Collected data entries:
══════════

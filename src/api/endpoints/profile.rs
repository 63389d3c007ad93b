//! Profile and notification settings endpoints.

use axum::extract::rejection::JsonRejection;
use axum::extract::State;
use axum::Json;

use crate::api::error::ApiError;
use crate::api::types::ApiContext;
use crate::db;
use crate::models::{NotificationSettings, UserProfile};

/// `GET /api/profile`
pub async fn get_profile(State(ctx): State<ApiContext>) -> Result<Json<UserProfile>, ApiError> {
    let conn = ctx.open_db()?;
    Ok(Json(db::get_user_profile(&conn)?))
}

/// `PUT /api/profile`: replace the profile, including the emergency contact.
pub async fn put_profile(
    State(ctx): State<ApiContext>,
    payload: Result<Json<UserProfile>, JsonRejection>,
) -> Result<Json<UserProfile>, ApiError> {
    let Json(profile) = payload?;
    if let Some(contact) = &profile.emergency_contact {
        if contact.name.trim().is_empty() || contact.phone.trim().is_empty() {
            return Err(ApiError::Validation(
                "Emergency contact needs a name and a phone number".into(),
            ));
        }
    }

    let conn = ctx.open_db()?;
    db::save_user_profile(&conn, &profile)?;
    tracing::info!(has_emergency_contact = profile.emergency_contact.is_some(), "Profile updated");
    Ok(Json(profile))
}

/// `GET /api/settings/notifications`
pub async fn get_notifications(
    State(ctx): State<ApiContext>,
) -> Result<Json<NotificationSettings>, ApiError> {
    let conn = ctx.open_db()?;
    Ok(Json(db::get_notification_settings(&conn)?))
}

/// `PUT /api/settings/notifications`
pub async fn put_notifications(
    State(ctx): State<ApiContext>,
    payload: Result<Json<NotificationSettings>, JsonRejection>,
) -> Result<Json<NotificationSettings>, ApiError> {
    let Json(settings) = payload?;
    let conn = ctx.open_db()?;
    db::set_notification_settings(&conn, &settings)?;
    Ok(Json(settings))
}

══════════

Print each line above exactly as it stands.

• RESULT OF THE EXERCISE:
filename src/api/endpoints/profile.rs
repository 63389d3c007ad93b
//! Profile and notification settings endpoints.

use axum::extract::rejection::JsonRejection;
use axum::extract::State;
use axum::Json;

use crate::api::error::ApiError;
use crate::api::types::ApiContext;
use crate::db;
use crate::models::{NotificationSettings, UserProfile};

/// `GET /api/profile`
pub async fn get_profile(State(ctx): State<ApiContext>) -> Result<Json<UserProfile>, ApiError> {
    let conn = ctx.open_db()?;
    Ok(Json(db::get_user_profile(&conn)?))
}

/// `PUT /api/profile`: replace the profile, including the emergency contact.
pub async fn put_profile(
    State(ctx): State<ApiContext>,
    payload: Result<Json<UserProfile>, JsonRejection>,
) -> Result<Json<UserProfile>, ApiError> {
    let Json(profile) = payload?;
    if let Some(contact) = &profile.emergency_contact {
        if contact.name.trim().is_empty() || contact.phone.trim().is_empty() {
            return Err(ApiError::Validation(
                "Emergency contact needs a name and a phone number".into(),
            ));
        }
    }

    let conn = ctx.open_db()?;
    db::save_user_profile(&conn, &profile)?;
    tracing::info!(has_emergency_contact = profile.emergency_contact.is_some(), "Profile updated");
    Ok(Json(profile))
}

/// `GET /api/settings/notifications`
pub async fn get_notifications(
    State(ctx): State<ApiContext>,
) -> Result<Json<NotificationSettings>, ApiError> {
    let conn = ctx.open_db()?;
    Ok(Json(db::get_notification_settings(&conn)?))
}

/// `PUT /api/settings/notifications`
pub async fn put_notifications(
    State(ctx): State<ApiContext>,
    payload: Result<Json<NotificationSettings>, JsonRejection>,
) -> Result<Json<NotificationSettings>, ApiError> {
    let Json(settings) = payload?;
    let conn = ctx.open_db()?;
    db::set_notification_settings(&conn, &settings)?;
    Ok(Json(settings))
}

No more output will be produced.